WHAT NEEDS TO BE DONE: For the records below, print the lines from the line with "Consider task complexity" through the line with "const ENHANCE_SYSTEM: &str" exactly as written; include both end lines and exclude the rest.

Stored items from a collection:
########

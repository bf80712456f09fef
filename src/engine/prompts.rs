//! Prompt construction for the suggestion operations.
//!
//! Each operation sends one system/user pair. The user prompt embeds task
//! fields in single quotes and optional hints behind fixed prefixes; the
//! parsers in [`crate::extract`] expect replies in the formats these
//! prompts request.

use chrono::NaiveDate;
use serde_json::Value;

use crate::provider::ChatMessage;

const ANALYZE_SYSTEM: &str =
    "You are a helpful assistant that analyzes text and extracts key information.";

const PRIORITY_SYSTEM: &str = "You are an AI assistant that helps prioritize tasks. \
     Assign a priority score from 0 to 100, where 100 is most urgent. \
     Only output the score as a number.";

const DEADLINE_SYSTEM: &str = "You are an AI assistant that suggests realistic deadlines. \
     Output the suggested deadline in 'YYYY-MM-DD' format. \
     Consider task complexity and current date.";

const CATEGORY_SYSTEM: &str = "You are an AI assistant that suggests categories and tags for tasks. \
     Output a comma-separated list of categories/tags. Be concise.";

const ENHANCE_SYSTEM: &str = "You are an AI assistant that enhances task descriptions. \
     Expand on the provided task description, making it more detailed and actionable, \
     especially considering any provided context. Keep it concise but informative.";

/// `"Relevant context insights: {json}. "`, or empty when there are no hints.
fn context_hint(hints: Option<&Value>) -> String {
    hints
        .map(|value| format!("Relevant context insights: {value}. "))
        .unwrap_or_default()
}

/// `"Existing categories: a, b. "`, or empty when the host has none.
fn existing_categories_hint(existing: &[String]) -> String {
    if existing.is_empty() {
        String::new()
    } else {
        format!("Existing categories: {}. ", existing.join(", "))
    }
}

pub(super) fn analyze_messages(text: &str) -> Vec<ChatMessage> {
    vec![
        ChatMessage::system(ANALYZE_SYSTEM),
        ChatMessage::user(format!(
            "Analyze the following text and extract key entities, keywords, and a general \
             sentiment (positive, negative, neutral). Format the output as a JSON object with \
             keys 'entities', 'keywords', 'sentiment'. Text: '{text}'"
        )),
    ]
}

pub(super) fn priority_messages(
    title: &str,
    description: &str,
    hints: Option<&Value>,
) -> Vec<ChatMessage> {
    let context = context_hint(hints);
    vec![
        ChatMessage::system(PRIORITY_SYSTEM),
        ChatMessage::user(format!(
            "Task: '{title}'. Description: '{description}'. \
             {context}What is the priority score (0-100)?"
        )),
    ]
}

pub(super) fn deadline_messages(
    title: &str,
    description: &str,
    reference: NaiveDate,
    hints: Option<&Value>,
) -> Vec<ChatMessage> {
    let context = context_hint(hints);
    vec![
        ChatMessage::system(DEADLINE_SYSTEM),
        ChatMessage::user(format!(
            "Task: '{title}'. Description: '{description}'. Current date: {reference}. \
             {context}What is a realistic deadline for this task? (YYYY-MM-DD)"
        )),
    ]
}

pub(super) fn categories_messages(
    title: &str,
    description: &str,
    existing: &[String],
) -> Vec<ChatMessage> {
    let existing = existing_categories_hint(existing);
    vec![
        ChatMessage::system(CATEGORY_SYSTEM),
        ChatMessage::user(format!(
            "Task: '{title}'. Description: '{description}'. \
             {existing}Suggest categories and tags for this task (comma-separated):"
        )),
    ]
}

pub(super) fn enhance_messages(
    title: &str,
    description: &str,
    hints: Option<&Value>,
) -> Vec<ChatMessage> {
    let context = context_hint(hints);
    vec![
        ChatMessage::system(ENHANCE_SYSTEM),
        ChatMessage::user(format!(
            "Task: '{title}'. Original Description: '{description}'. \
             {context}Enhanced Description:"
        )),
    ]
}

########

RESPONSE:
     Consider task complexity and current date.";

const CATEGORY_SYSTEM: &str = "You are an AI assistant that suggests categories and tags for tasks. \
     Output a comma-separated list of categories/tags. Be concise.";

const ENHANCE_SYSTEM: &str = "You are an AI assistant that enhances task descriptions. \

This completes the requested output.